Thrombocytes - Platelets
Appearance and Characteristics:
- Platelets are produced in bone marrow and arise from the megakaryocyte. They are non-living and are pieces that broke off from the parent cell. Platelets are usually around 200-500,000 per cubic mm in the blood. They are only about 20% of the diameter of a red blood cell. The contain proteins on their surface, making them really sticky.
- Platelets are the first to respond to injury. They are responsible for initiating a blood clot and prevent bleeding.
- After the body receives and injury, clotting factors from both injured tissue cells and sticky platelets at the injury site form a temporary platelet plug. Then, a series of chemical reactions eventually result in the formation of thrombin, fibrin, and trapping of RBCs to form a clot. WBCs and RBCs are trapped in a fibrin mesh to stop the bleeding.
- This is a rare genetic disorder where the blood doesn't clot because there is a lack of blood-clotting proteins. If you have this disorder, you may bleed longer than a normal person because the clotting proteins are not clotting fast enough. This might be life threatening because it can damage tissues and organs.

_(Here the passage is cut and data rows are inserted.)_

// Catalog client: one method per remote procedure of Magento's
// `catalog_product`, `catalog_product_attribute_media` and
// `catalog_category` resources. Methods only shape their arguments into
// the positional list the procedure expects and hand them to the
// connection; responses come back exactly as the server sent them.

use crate::config::MagentoConfig;
use crate::connection::MagentoConnection;
use crate::error::{MagentoError, Result};
use base64::engine::general_purpose::STANDARD;
use base64::Engine;
use serde::Serialize;
use serde_json::{json, Value};
use std::path::Path;

/// Mime type sent for every uploaded image unless overridden.
pub const LEGACY_IMAGE_MIME: &str = "image/jpeg";

/// Settings for `add_image_to_product`.
#[derive(Debug, Clone, PartialEq)]
pub struct ImageOptions {
    /// Hide the image on the product page.
    pub exclude: bool,
    pub position: i64,
    /// Roles such as `image`, `small_image`, `thumbnail`.
    pub types: Vec<String>,
    /// Defaults to `image/jpeg` whatever the file holds; see `infer_mime`.
    pub mime: String,
}

impl Default for ImageOptions {
    fn default() -> Self {
        ImageOptions {
            exclude: false,
            position: 0,
            types: Vec::new(),
            mime: LEGACY_IMAGE_MIME.to_string(),
        }
    }
}

impl ImageOptions {
    pub fn exclude(mut self, exclude: bool) -> Self {
        self.exclude = exclude;
        self
    }

    pub fn position(mut self, position: i64) -> Self {
        self.position = position;
        self
    }

    pub fn types<I, S>(mut self, types: I) -> Self
    where
        I: IntoIterator<Item = S>,
        S: Into<String>,
    {
        self.types = types.into_iter().map(Into::into).collect();
        self
    }

    pub fn mime(mut self, mime: impl Into<String>) -> Self {
        self.mime = mime.into();
        self
    }

    /// Picks the mime type from the file extension. Unknown extensions keep
    /// the current value.
    pub fn infer_mime(mut self, path: impl AsRef<Path>) -> Self {
        let ext = path
            .as_ref()
            .extension()
            .and_then(|e| e.to_str())
            .map(str::to_ascii_lowercase);
        let mime = match ext.as_deref() {
            Some("png") => "image/png",
            Some("gif") => "image/gif",
            Some("jpg") | Some("jpeg") => "image/jpeg",
            Some("webp") => "image/webp",
            _ => return self,
        };
        self.mime = mime.to_string();
        self
    }
}

#[derive(Serialize)]
struct ImageFile<'a> {
    content: String,
    mime: &'a str,
}

#[derive(Serialize)]
struct ImageData<'a> {
    exclude: bool,
    position: i64,
    types: &'a [String],
    file: ImageFile<'a>,
}

/// Magento catalog API client.
#[derive(Debug)]
pub struct Magento {
    conn: MagentoConnection,
}

impl Magento {
    /// Connects and logs in with the given endpoint and API credentials.
    pub fn connect(url: &str, username: &str, api_key: &str) -> Result<Self> {
        Ok(Magento {
            conn: MagentoConnection::open_with(url, username, api_key)?,
        })
    }

    pub fn open(config: MagentoConfig) -> Result<Self> {
        Ok(Magento {
            conn: MagentoConnection::open(config)?,
        })
    }

    /// Wraps an existing connection, logged in or not.
    pub fn from_connection(conn: MagentoConnection) -> Self {
        Magento { conn }
    }

    pub fn connection(&self) -> &MagentoConnection {
        &self.conn
    }

    /// Raw access to any remote procedure.
    pub fn call(&self, procedure: &str, args: Vec<Value>) -> Result<Value> {
        self.conn.call(procedure, args)
    }

    // Product operations

    /// Fetches the product data for `sku`.
    pub fn get_product_info(&self, sku: &str) -> Result<Value> {
        self.call("catalog_product.info", vec![json!(sku)])
    }

    /// Updates the product with the given `sku` using the fields in `product_data`.
    pub fn update_product_data(&self, sku: &str, product_data: &Value) -> Result<Value> {
        self.call("catalog_product.update", vec![json!(sku), product_data.clone()])
    }

    // Image operations

    /// Lists the media gallery entries of a product.
    pub fn get_images_of_product(&self, sku: &str) -> Result<Value> {
        self.call("catalog_product_attribute_media.list", vec![json!(sku)])
    }

    /// Updates the gallery entry stored under `image_location` (the `file`
    /// value returned by `get_images_of_product`). `image_data` carries the
    /// fields to change, e.g. `{"label": .., "types": [..]}`.
    pub fn update_image_of_product(
        &self,
        sku: &str,
        image_location: &str,
        image_data: Option<&Value>,
    ) -> Result<Value> {
        let mut args = vec![json!(sku), json!(image_location)];
        if let Some(data) = image_data {
            args.push(data.clone());
        }
        self.call("catalog_product_attribute_media.update", args)
    }

    /// Removes the gallery image stored under `image_location`.
    pub fn remove_image_of_product(&self, sku: &str, image_location: &str) -> Result<Value> {
        self.call(
            "catalog_product_attribute_media.remove",
            vec![json!(sku), json!(image_location)],
        )
    }

    /// Uploads the file at `image_path` as a new gallery image. The file is
    /// read whole and sent base64-encoded; a read failure aborts before any
    /// request is made.
    pub fn add_image_to_product(
        &self,
        sku: &str,
        image_path: impl AsRef<Path>,
        options: &ImageOptions,
    ) -> Result<Value> {
        let path = image_path.as_ref();
        let bytes = std::fs::read(path).map_err(|source| MagentoError::FileAccess {
            path: path.to_path_buf(),
            source,
        })?;

        let image_data = ImageData {
            exclude: options.exclude,
            position: options.position,
            types: &options.types,
            file: ImageFile {
                content: STANDARD.encode(&bytes),
                mime: &options.mime,
            },
        };
        let image_data = serde_json::to_value(&image_data)
            .map_err(|e| MagentoError::protocol(format!("cannot encode image data: {e}")))?;
        self.call(
            "catalog_product_attribute_media.create",
            vec![json!(sku), image_data],
        )
    }

    // Category operations

    /// Creates a category below `parent_category_id`; returns the new id.
    pub fn create_category(&self, parent_category_id: i64, category_data: &Value) -> Result<Value> {
        self.call(
            "catalog_category.create",
            vec![json!(parent_category_id), category_data.clone()],
        )
    }

    /// Assigns the product to a category.
    pub fn assign_product(&self, category_id: i64, product_sku: &str) -> Result<Value> {
        self.call(
            "catalog_category.assignProduct",
            vec![json!(category_id), json!(product_sku)],
        )
    }

    /// Updates a category with the fields in `category_data`.
    pub fn update_category(&self, category_id: i64, category_data: &Value) -> Result<Value> {
        self.call(
            "catalog_category.update",
            vec![json!(category_id), category_data.clone()],
        )
    }

    /// Moves a category under another parent.
    pub fn move_category(&self, category_id: i64, parent_id: i64) -> Result<Value> {
        self.call(
            "catalog_category.move",
            vec![json!(category_id), json!(parent_id)],
        )
    }

    /// Retrieves the category tree below `parent_id`.
    pub fn tree_category(&self, parent_id: i64) -> Result<Value> {
        self.call("catalog_category.tree", vec![json!(parent_id)])
    }

    /// Lists the products assigned to a category in the given store.
    pub fn assigned_products(&self, category_id: i64, store_id: i64) -> Result<Value> {
        self.call(
            "catalog_category.assignedProducts",
            vec![json!(category_id), json!(store_id)],
        )
    }
}

#[cfg(test)]
mod tests {
    use super::*;

    #[test]
    fn test_image_options_defaults() {
        let options = ImageOptions::default();
        assert!(!options.exclude);
        assert_eq!(options.position, 0);
        assert!(options.types.is_empty());
        assert_eq!(options.mime, "image/jpeg");
    }

    #[test]
    fn test_default_types_are_not_shared() {
        let mut first = ImageOptions::default();
        first.types.push("image".into());
        assert!(ImageOptions::default().types.is_empty());
    }

    #[test]
    fn test_infer_mime_from_extension() {
        assert_eq!(ImageOptions::default().infer_mime("a/b.PNG").mime, "image/png");
        assert_eq!(ImageOptions::default().infer_mime("b.gif").mime, "image/gif");
        assert_eq!(ImageOptions::default().infer_mime("c.jpeg").mime, "image/jpeg");
        assert_eq!(ImageOptions::default().infer_mime("d.webp").mime, "image/webp");
    }

    #[test]
    fn test_infer_mime_keeps_value_for_unknown_extension() {
        let options = ImageOptions::default().mime("image/tiff").infer_mime("scan.dat");
        assert_eq!(options.mime, "image/tiff");
        let options = ImageOptions::default().infer_mime("no_extension");
        assert_eq!(options.mime, LEGACY_IMAGE_MIME);
    }

    #[test]
    fn test_builder_setters() {
        let options = ImageOptions::default()
            .exclude(true)
            .position(3)
            .types(["image", "thumbnail"]);
        assert!(options.exclude);
        assert_eq!(options.position, 3);
        assert_eq!(options.types, vec!["image".to_string(), "thumbnail".to_string()]);
    }

    #[test]
    fn test_missing_image_is_file_access_error_without_connection() {
        let conn = MagentoConnection::new(MagentoConfig::new("http://127.0.0.1:9/", "u", "k")).unwrap();
        let magento = Magento::from_connection(conn);
        let err = magento
            .add_image_to_product("SKU1", "/definitely/not/here.jpg", &ImageOptions::default())
            .unwrap_err();
        assert!(matches!(err, MagentoError::FileAccess { .. }));
    }
}
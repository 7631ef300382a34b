//! Client for the headless content store backing the storefront.

pub mod client;
pub mod error;
pub mod query_string;
mod retry;
pub mod types;

pub use client::CmsClient;
pub use error::CmsError;
pub use query_string::{flatten_json, where_pairs};
pub use types::{CategoryQuery, PaginatedDocs, ProductQuery};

- Treatment: The main treatment for this is called replacement therapy. They inject blood-clotting proteins into your veins.

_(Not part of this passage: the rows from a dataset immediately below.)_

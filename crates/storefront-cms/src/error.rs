use thiserror::Error;

#[derive(Debug, Error)]
pub enum CmsError {
    #[error("HTTP error: {0}")]
    Http(#[from] reqwest::Error),

    #[error("JSON deserialization error for {context}: {source}")]
    Deserialize {
        context: String,
        #[source]
        source: serde_json::Error,
    },

    #[error("rate limited by content store (retry after {retry_after_secs}s)")]
    RateLimited { retry_after_secs: u64 },

    #[error("endpoint not found: {url}")]
    NotFound { url: String },

    #[error("unexpected HTTP status {status} from {url}")]
    UnexpectedStatus { status: u16, url: String },

    #[error("invalid content store URL \"{base_url}\": {reason}")]
    InvalidBaseUrl { base_url: String, reason: String },
}
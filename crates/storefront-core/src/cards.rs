//! Product-card and result-summary view models for the shop grid.

use serde::Serialize;

use crate::display::{resolve, StockStatus};
use crate::documents::DocumentId;
use crate::href::product_href;
use crate::products::ProductRecord;

#[derive(Debug, Clone, PartialEq, Eq, Serialize)]
pub struct CardImage {
    pub url: String,
    pub alt: Option<String>,
}

#[derive(Debug, Clone, PartialEq, Serialize)]
pub struct ProductCard {
    pub id: DocumentId,
    pub title: String,
    pub href: Option<String>,
    pub image: Option<CardImage>,
    pub display_price: Option<f64>,
    pub stock_status: StockStatus,
    pub stock_badge: Option<&'static str>,
}

impl ProductCard {
    #[must_use]
    pub fn from_record(product: &ProductRecord) -> Self {
        let state = resolve(product);
        let image = product.primary_image().and_then(|media| {
            media.url.as_ref().map(|url| CardImage {
                url: url.clone(),
                alt: media.alt.clone(),
            })
        });

        Self {
            id: product.id.clone(),
            title: product.title.clone(),
            href: product.slug.as_deref().map(product_href),
            image,
            display_price: state.display_price,
            stock_status: state.stock_status,
            stock_badge: state.stock_status.badge_label(),
        }
    }
}

pub const NO_RESULTS_MESSAGE: &str = "No products found. Please try different filters.";

/// Text above the product grid. `query` is rendered emphasised after `lead`.
#[derive(Debug, Clone, PartialEq, Eq, Serialize)]
pub struct ResultsSummary {
    pub lead: String,
    pub query: Option<String>,
}

/// Summary line for a result set, or `None` when a plain listing needs none.
#[must_use]
pub fn results_summary(search: Option<&str>, count: usize) -> Option<ResultsSummary> {
    match search.filter(|s| !s.is_empty()) {
        Some(query) => {
            let lead = if count == 0 {
                "There are no products that match ".to_string()
            } else {
                let noun = if count > 1 { "results" } else { "result" };
                format!("Showing {count} {noun} for ")
            };
            Some(ResultsSummary {
                lead,
                query: Some(query.to_string()),
            })
        }
        None if count == 0 => Some(ResultsSummary {
            lead: NO_RESULTS_MESSAGE.to_string(),
            query: None,
        }),
        None => None,
    }
}
use std::net::SocketAddr;

use crate::site::SiteConfig;

#[derive(Debug, Clone, PartialEq, Eq)]
pub enum Environment {
    Development,
    Test,
    Production,
}

impl std::fmt::Display for Environment {
    fn fmt(&self, f: &mut std::fmt::Formatter<'_>) -> std::fmt::Result {
        match self {
            Environment::Development => write!(f, "development"),
            Environment::Test => write!(f, "test"),
            Environment::Production => write!(f, "production"),
        }
    }
}

#[derive(Clone)]
pub struct AppConfig {
    pub env: Environment,
    pub bind_addr: SocketAddr,
    pub log_level: String,
    /// Base URL of the content store, e.g. `https://cms.example.com`.
    pub cms_url: String,
    pub cms_api_key: Option<String>,
    pub cms_request_timeout_secs: u64,
    pub cms_user_agent: String,
    pub cms_max_retries: u32,
    pub cms_retry_backoff_base_ms: u64,
    /// Products fetched per shop page query.
    pub shop_page_size: u32,
    /// Categories listed in the shop filter sidebar.
    pub filter_category_limit: u32,
    /// Categories listed in the site footer.
    pub footer_category_limit: u32,
    pub site: SiteConfig,
}

impl std::fmt::Debug for AppConfig {
    fn fmt(&self, f: &mut std::fmt::Formatter<'_>) -> std::fmt::Result {
        f.debug_struct("AppConfig")
            .field("env", &self.env)
            .field("bind_addr", &self.bind_addr)
            .field("log_level", &self.log_level)
            .field("cms_url", &self.cms_url)
            .field(
                "cms_api_key",
                &self.cms_api_key.as_ref().map(|_| "[redacted]"),
            )
            .field("cms_request_timeout_secs", &self.cms_request_timeout_secs)
            .field("cms_user_agent", &self.cms_user_agent)
            .field("cms_max_retries", &self.cms_max_retries)
            .field(
                "cms_retry_backoff_base_ms",
                &self.cms_retry_backoff_base_ms,
            )
            .field("shop_page_size", &self.shop_page_size)
            .field("filter_category_limit", &self.filter_category_limit)
            .field("footer_category_limit", &self.footer_category_limit)
            .field("site", &self.site)
            .finish()
    }
}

- Coumadin or Warfarin- This reduces the formation of blood clots. It also is used to prevent heart attacks, strokes and blood clots in veins and arteries.
- Heparin- This is used to prevent blood clots in the blood vessels before or after surgery or during medical procedures. It also helps with lung, blood, and heart disorders.
- Asprin- This is used to treat pain and reduce inflammation. It's also used to prevent heart attacks, strokes, and chest pain. It is used to prevent blood clots and platelets sticking together.